The ‘era and impact and advantage’ concerning this ‘weighty and worthy’ issue was gambled by the public sector workers unions (mainly GUT, GPWU and GTAWU); the ideal situations were during the campaigning in 1999 and in 2013.
Dr. Mitchell capitalised on Armstrong’s case and declared on a political stage that he was encouraged by renowned NJM executive and regional trade unionist, Chester Humphrey, not to appeal the Findlay Judgement; and for the March 2018 elections Mitchell grew in duping the unions by having them negotiate constitutional rights and sign a confidential Memorandum of Understanding.
He then celebrates that the pensions are restored and in July 2018 his Government amended the Pensions Acts accordingly.
Bartholomew exclaims, the politicians “just love us conveniently for our votes, that’s what they love us for”; but oh how very late is this acknowledgement!
Review the October 2017 internet-circulated article, “Grenada’s Government Pension Proposal Is Absurd”, impressing public officers to be critical and wary of the posture and utterance of politicians and that despite which party forms the Government, they ought to be relentless in the pursuit of natural justice.
Neither the ruling NNP nor the opposing NDC has pledged to immediately repeal the 1983 PDA; or, at least explain why this cannot be done. None has given the commitment to forego the benefits derived from the 1989 Parliamentarians’ Pensions Act for the immediate future; or, at least to discuss an increase of the time served before receipt.
None has commented on the need for urgent and meaningful adjustments to the 1983 NIS Act and for the responsible Minister to make regulations with respect to the intent of its matching Act (PDA); or, at least to discuss the impediments and/or implications.
None of the parties has identified any feasible mechanism and creditable source to fund the financial impact from Glasgow’s Judgement, without more hardships on the general population and constraints on the unions.
What are the parameters and/or demands expected of international bodies such as the Commonwealth, the World Bank and the International Monetary Fund (IMF) in dealing with the pensions-arrears to public officers?
The NNP needs to disclose the findings of the various committees and projects established over the years towards solving the problems, and the NDC needs to disclose the legal opinions received and the reports of the Pension Planners and Actuary about the pensions; and with the related costs.
Is any of the parties serious and forthright about the intrigues for linking the constitutionally guaranteed pensions with the external recipes for Public Service Sector Reforms and for overall Pensions Reforms also involving NIS?

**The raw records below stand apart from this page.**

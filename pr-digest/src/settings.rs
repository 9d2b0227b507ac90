//! Resolves everything a run needs from action inputs, environment variables and
//! command-line overrides, in that order of precedence: flag, `INPUT_*`, plain env,
//! built-in default.

use anyhow::{anyhow, bail, Context, Result};
use chrono::Utc;
use chrono_tz::Tz;
use pr_digest_core::digest::{DigestSettings, DEFAULT_LOOKBACK_HOURS, DEFAULT_MAX_RESULTS};
use std::path::PathBuf;
use tracing::info;

use crate::inputs::{assert_required, env_fallback, resolve_input_value};
use crate::llm::{
    LlmSettings, DEFAULT_ANTHROPIC_MODEL, DEFAULT_GEMINI_MODEL, DEFAULT_LLM_PROVIDER,
    DEFAULT_OPENAI_MODEL,
};
use crate::load_config::{resolve_config_path, DEFAULT_CONFIG_PATH};

pub const DEFAULT_GITHUB_API_URL: &str = "https://api.github.com";
pub const DEFAULT_TIMEZONE: &str = "Asia/Seoul";

#[derive(Debug, Clone)]
pub struct GitHubSettings {
    pub api_url: String,
    pub token: String,
    pub owner: String,
    pub repo: String,
}

#[derive(Debug, Clone, Default)]
pub struct RunOverrides {
    pub config: Option<PathBuf>,
    pub lookback_hours: Option<i64>,
    pub dry_run: bool,
}

#[derive(Debug, Clone)]
pub struct RunSettings {
    pub github: GitHubSettings,
    /// `None` only for dry runs.
    pub slack_webhook_url: Option<String>,
    pub llm: LlmSettings,
    pub digest: DigestSettings,
    pub config_path: Option<PathBuf>,
}

/// Split `owner/repo`.
pub fn parse_repository(full_name: &str) -> Result<(String, String)> {
    match full_name.split_once('/') {
        Some((owner, repo)) if !owner.is_empty() && !repo.is_empty() && !repo.contains('/') => {
            Ok((owner.to_string(), repo.to_string()))
        }
        _ => bail!("GITHUB_REPOSITORY must look like owner/repo, got {full_name:?}"),
    }
}

fn input_or_env(name: &str, env: &[&str], default: Option<&str>) -> String {
    let fallback = env_fallback(env).or_else(|| default.map(str::to_string));
    resolve_input_value(name, fallback)
}

impl RunSettings {
    pub fn resolve(overrides: &RunOverrides) -> Result<Self> {
        let token = input_or_env("github-token", &["GITHUB_TOKEN"], None);
        assert_required("github-token", &token)?;

        let webhook = input_or_env(
            "pr-summary-slack-webhook-url",
            &["PR_SUMMARY_SLACK_WEBHOOK_URL", "SLACK_WEBHOOK_URL"],
            None,
        );
        if !overrides.dry_run {
            assert_required("pr-summary-slack-webhook-url", &webhook)?;
        }

        let repository = std::env::var("GITHUB_REPOSITORY")
            .map_err(|_| anyhow!("GITHUB_REPOSITORY is not set"))?;
        let (owner, repo) = parse_repository(&repository)?;
        let api_url = env_fallback(&["GITHUB_API_URL"])
            .unwrap_or_else(|| DEFAULT_GITHUB_API_URL.to_string());

        let lookback_hours = match overrides.lookback_hours {
            Some(hours) => hours,
            None => input_or_env(
                "lookback-hours",
                &["LOOKBACK_HOURS"],
                Some(DEFAULT_LOOKBACK_HOURS.to_string().as_str()),
            )
            .parse::<i64>()
            .context("lookback-hours must be a whole number of hours")?,
        };
        if lookback_hours <= 0 {
            bail!("lookback-hours must be positive, got {lookback_hours}");
        }
        let representable = chrono::Duration::try_hours(lookback_hours)
            .and_then(|span| Utc::now().checked_sub_signed(span))
            .is_some();
        if !representable {
            bail!("lookback-hours {lookback_hours} reaches past the earliest supported date");
        }

        let max_results = input_or_env(
            "max-results",
            &["MAX_RESULTS"],
            Some(DEFAULT_MAX_RESULTS.to_string().as_str()),
        )
        .parse::<usize>()
        .context("max-results must be a non-negative integer")?;

        let timezone_name = input_or_env("timezone", &["TIMEZONE"], Some(DEFAULT_TIMEZONE));
        let timezone: Tz = timezone_name
            .parse()
            .map_err(|e| anyhow!("unknown timezone {timezone_name:?}: {e}"))?;

        let llm = LlmSettings {
            provider: input_or_env("llm-provider", &["LLM_PROVIDER"], Some(DEFAULT_LLM_PROVIDER))
                .to_lowercase(),
            openai_api_key: input_or_env("openai-api-key", &["OPENAI_API_KEY"], None),
            anthropic_api_key: input_or_env("anthropic-api-key", &["ANTHROPIC_API_KEY"], None),
            gemini_api_key: input_or_env("gemini-api-key", &["GEMINI_API_KEY"], None),
            openai_model: input_or_env("openai-model", &["OPENAI_MODEL"], Some(DEFAULT_OPENAI_MODEL)),
            anthropic_model: input_or_env(
                "anthropic-model",
                &["ANTHROPIC_MODEL"],
                Some(DEFAULT_ANTHROPIC_MODEL),
            ),
            gemini_model: input_or_env("gemini-model", &["GEMINI_MODEL"], Some(DEFAULT_GEMINI_MODEL)),
        };

        let config_path = match &overrides.config {
            Some(path) => Some(path.clone()),
            None => {
                let raw = input_or_env("config-path", &["PR_SUMMARY_CONFIG"], Some(DEFAULT_CONFIG_PATH));
                let workspace = match env_fallback(&["GITHUB_WORKSPACE"]) {
                    Some(dir) => PathBuf::from(dir),
                    None => std::env::current_dir().context("cannot determine current directory")?,
                };
                resolve_config_path(&raw, &workspace)
            }
        };

        let digest = DigestSettings {
            lookback_hours,
            max_results,
            timezone,
            ..DigestSettings::default()
        };

        info!(
            repository = %repository,
            lookback_hours,
            max_results,
            timezone = %timezone_name,
            provider = %llm.provider,
            dry_run = overrides.dry_run,
            "Resolved run settings"
        );

        Ok(RunSettings {
            github: GitHubSettings {
                api_url,
                token,
                owner,
                repo,
            },
            slack_webhook_url: (!webhook.is_empty()).then_some(webhook),
            llm,
            digest,
            config_path,
        })
    }
}
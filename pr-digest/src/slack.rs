//! Report sinks: the Slack incoming webhook, and stdout for dry runs.

use async_trait::async_trait;
use pr_digest_core::contract::{ClientError, ReportSink};
use pr_digest_core::report::ReportMessage;

pub struct SlackWebhook {
    http: reqwest::Client,
    url: String,
}

impl SlackWebhook {
    pub fn new(url: &str) -> Self {
        SlackWebhook {
            http: reqwest::Client::new(),
            url: url.to_string(),
        }
    }
}

#[async_trait]
impl ReportSink for SlackWebhook {
    async fn post(&self, message: &ReportMessage) -> Result<(), ClientError> {
        tracing::info!(blocks = message.blocks.len(), "Posting report to Slack");
        let response = self.http.post(&self.url).json(message).send().await?;
        let status = response.status();
        if !status.is_success() {
            let body = response.text().await.unwrap_or_default();
            tracing::error!(%status, body = %body, "Slack webhook rejected the report");
            return Err(format!("Slack webhook error: {status} {body}").into());
        }
        Ok(())
    }
}

/// Prints the webhook payload instead of sending it.
pub struct StdoutSink;

#[async_trait]
impl ReportSink for StdoutSink {
    async fn post(&self, message: &ReportMessage) -> Result<(), ClientError> {
        println!("{}", serde_json::to_string_pretty(message)?);
        Ok(())
    }
}
use pretty_assertions::assert_eq;

use pr_digest_core::analysis::{analyze_files, count_tags, partition, AnalysisResult, DiffStat};
use pr_digest_core::classify::{ExclusionReason, PatchPolicy};
use pr_digest_core::config::{DomainRuleConfig, RuleConfig, SignalRuleConfig};
use pr_digest_core::contract::RawFileChange;
use pr_digest_core::rules::CompiledRules;

fn fixture_rules() -> RuleConfig {
    RuleConfig {
        exclude_paths: vec!["**/dist/**".into(), "node_modules/**".into()],
        max_patch_lines: Some(5),
        max_patch_chars: Some(40),
        domain_map: vec![
            DomainRuleConfig {
                name: "checkout".into(),
                patterns: vec!["src/**/checkout/**".into(), "src/checkout/**".into()],
            },
            DomainRuleConfig {
                name: "analytics".into(),
                patterns: vec!["src/analytics/**".into()],
            },
        ],
        signal_keywords: vec![
            SignalRuleConfig {
                name: "pricing".into(),
                keywords: vec!["price".into(), "discount".into()],
            },
            SignalRuleConfig {
                name: "notification".into(),
                keywords: vec!["email".into()],
            },
        ],
        top_pr_count: None,
    }
}

fn change(filename: &str, patch: &str, additions: u64, deletions: u64, changes: u64) -> RawFileChange {
    RawFileChange {
        filename: filename.to_string(),
        patch: Some(patch.to_string()),
        additions,
        deletions,
        changes,
        status: String::new(),
    }
}

fn fixture_files() -> Vec<RawFileChange> {
    vec![
        change("", "x", 0, 0, 1),
        change("node_modules/pkg/index.js", "x", 0, 0, 1),
        change("src/checkout/cart.ts", "", 0, 0, 1),
        change("src/checkout/large.ts", "x", 0, 0, 10),
        change("src/analytics/long.ts", &"x".repeat(50), 0, 0, 1),
        RawFileChange {
            status: "modified".to_string(),
            ..change("src/checkout/price.ts", "+ price change", 3, 1, 4)
        },
        change("src/notify/email.ts", "+ send email", 1, 0, 1),
        change("src\\checkout\\promo.ts", "+ discount", 2, 0, 2),
    ]
}

fn sorted(mut tags: Vec<String>) -> Vec<String> {
    tags.sort();
    tags
}

#[test]
fn analyzes_the_reference_fixture() {
    let config = fixture_rules();
    let rules = CompiledRules::compile(&config);
    let policy = PatchPolicy::from(&config);

    let result = analyze_files(&fixture_files(), &rules, &policy);

    assert_eq!(result.included_files.len(), 3);
    assert_eq!(result.excluded_files.len(), 5);
    assert_eq!(sorted(result.domain_tags.clone()), vec!["checkout"]);
    assert_eq!(sorted(result.signal_tags.clone()), vec!["notification", "pricing"]);
    assert_eq!(
        result.diff_stat,
        DiffStat {
            additions: 6,
            deletions: 1,
            changes: 7
        }
    );

    let mut reasons: Vec<&str> = result.excluded_files.iter().map(|f| f.reason.as_str()).collect();
    reasons.sort();
    assert_eq!(
        reasons,
        vec![
            "excluded-path",
            "large-patch",
            "large-patch",
            "missing-filename",
            "no-patch"
        ]
    );

    let included: Vec<&str> = result.included_files.iter().map(|f| f.filename.as_str()).collect();
    assert_eq!(
        included,
        vec!["src/checkout/price.ts", "src/notify/email.ts", "src/checkout/promo.ts"]
    );
    assert_eq!(result.included_files[0].status, "modified");
}

#[test]
fn totals_ignore_excluded_files() {
    let config = fixture_rules();
    let rules = CompiledRules::compile(&config);
    let files = vec![
        change("web/dist/bundle.js", "+ x", 500, 400, 900),
        change("src/a.ts", "+ x", 2, 1, 3),
    ];

    let result = analyze_files(&files, &rules, &PatchPolicy::default());

    let expected = result
        .included_files
        .iter()
        .fold((0, 0, 0), |acc, f| (acc.0 + f.additions, acc.1 + f.deletions, acc.2 + f.changes));
    assert_eq!(
        (result.diff_stat.additions, result.diff_stat.deletions, result.diff_stat.changes),
        expected
    );
    assert_eq!(expected, (2, 1, 3));
    assert_eq!(result.excluded_files[0].reason, ExclusionReason::ExcludedPath);
}

#[test]
fn tags_from_several_files_appear_once() {
    let config = fixture_rules();
    let rules = CompiledRules::compile(&config);
    let files = vec![
        change("src/checkout/a.ts", "+ price", 1, 0, 1),
        change("src/checkout/b.ts", "+ discount", 1, 0, 1),
    ];

    let result = analyze_files(&files, &rules, &PatchPolicy::default());

    assert_eq!(result.domain_tags, vec!["checkout"]);
    assert_eq!(result.signal_tags, vec!["pricing"]);
}

#[test]
fn totals_saturate_instead_of_overflowing() {
    let files = vec![
        change("src/a.ts", "+a", u64::MAX, 1, u64::MAX),
        change("src/b.ts", "+b", 5, u64::MAX, 7),
    ];
    let rules = CompiledRules::default();

    let result = analyze_files(&files, &rules, &PatchPolicy::default());

    assert_eq!(
        result.diff_stat,
        DiffStat {
            additions: u64::MAX,
            deletions: u64::MAX,
            changes: u64::MAX,
        }
    );
}

#[test]
fn empty_file_list_gives_an_empty_result() {
    let rules = CompiledRules::compile(&fixture_rules());
    let result = analyze_files(&[], &rules, &PatchPolicy::default());
    assert_eq!(result, AnalysisResult::default());
    assert_eq!(result.diff_stat, DiffStat::default());
}

#[test]
fn analysis_does_not_depend_on_file_order() {
    let config = fixture_rules();
    let rules = CompiledRules::compile(&config);
    let policy = PatchPolicy::from(&config);
    let mut files = fixture_files();

    let forward = analyze_files(&files, &rules, &policy);
    files.reverse();
    let backward = analyze_files(&files, &rules, &policy);

    assert_eq!(forward.diff_stat, backward.diff_stat);
    assert_eq!(sorted(forward.domain_tags), sorted(backward.domain_tags));
    assert_eq!(sorted(forward.signal_tags), sorted(backward.signal_tags));
    assert_eq!(forward.included_files.len(), backward.included_files.len());
}

fn with_files(n: usize) -> AnalysisResult {
    let rules = CompiledRules::default();
    let files: Vec<RawFileChange> = (0..n)
        .map(|i| change(&format!("src/{i}.ts"), "+ x", 1, 0, 1))
        .collect();
    analyze_files(&files, &rules, &PatchPolicy::default())
}

#[test]
fn partition_keeps_order_on_both_sides() {
    let prs = vec![
        ("a", with_files(0)),
        ("b", with_files(1)),
        ("c", with_files(0)),
        ("d", with_files(2)),
    ];
    struct Pr(&'static str, AnalysisResult);
    impl AsRef<AnalysisResult> for Pr {
        fn as_ref(&self) -> &AnalysisResult {
            &self.1
        }
    }

    let split = partition(prs.into_iter().map(|(n, a)| Pr(n, a)).collect());

    assert_eq!(split.included.iter().map(|p| p.0).collect::<Vec<_>>(), vec!["b", "d"]);
    assert_eq!(split.excluded.iter().map(|p| p.0).collect::<Vec<_>>(), vec!["a", "c"]);
}

#[test]
fn partition_of_nothing_is_empty() {
    let split = partition(Vec::<AnalysisResult>::new());
    assert!(split.included.is_empty());
    assert!(split.excluded.is_empty());
}

#[test]
fn count_tags_counts_sets_not_occurrences() {
    let sets: Vec<Vec<&str>> = vec![vec!["a", "b"], vec!["a"]];
    let counts = count_tags(sets.iter().map(Vec::as_slice));
    assert_eq!(counts.get("a"), Some(2));
    assert_eq!(counts.get("b"), Some(1));
    assert_eq!(counts.iter().collect::<Vec<_>>(), vec![("a", 2), ("b", 1)]);
    assert_eq!(serde_json::to_string(&counts).unwrap(), r#"{"a":2,"b":1}"#);

    let repeated: Vec<Vec<&str>> = vec![vec!["a", "a"]];
    assert_eq!(count_tags(repeated.iter().map(Vec::as_slice)).get("a"), Some(1));
}

#[test]
fn count_tags_of_nothing_is_empty() {
    let counts = count_tags(Vec::<&[String]>::new());
    assert!(counts.is_empty());
    assert_eq!(serde_json::to_string(&counts).unwrap(), "{}");
}

#[test]
fn count_tags_keys_follow_first_appearance() {
    let sets: Vec<Vec<&str>> = vec![vec!["z"], vec!["a", "z"], vec!["m"]];
    let counts = count_tags(sets.iter().map(Vec::as_slice));
    assert_eq!(
        counts.iter().map(|(k, _)| k).collect::<Vec<_>>(),
        vec!["z", "a", "m"]
    );
}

Review past article, “Grenada’s Pension Reform is Under the IMF”; and also seek insights of “behind-the-scenes” by making reference to the Report on Pension and Pension Administration Reform in The Eastern Caribbean Currency Union, by Marius St. Rose and submitted around July 2010.
Why does a court-of-law have to decide on an entrenched constitutional provision for Grenada, when that provision is ‘direct and definite’ and pertinent precedents can be cited?
This questions the capacity and integrity of the politicians, especially when they have sworn to faithfully execute the role of the office of the Executive of Government without fear or favour, affection or ill-will and to honour, uphold and preserve the Constitution which has not changed by the required referendum since 7th February 1974.
A Government facilitating, enforcing and honouring fake and/or unconstitutional laws is treason to the State.
It must not be missed though, that whilst the political directorates are the ultimate custodians of national affairs, they are ‘coached and condoned and championed’ by technicians of various disciplines, in and out of the Executive of Government and of the bureaucracy of the Public Service.
Thus these experts are equally liable for the state of affairs of the institutes and issues of governance. Many of them who assisted in designing and implementing harsh programs, and have remained mute, are now parading as political candidates with the acumen to contribute to ‘real lasting’ socio-economic justice and constitutional rights, using the 2022 Judgement for public officers as a flag.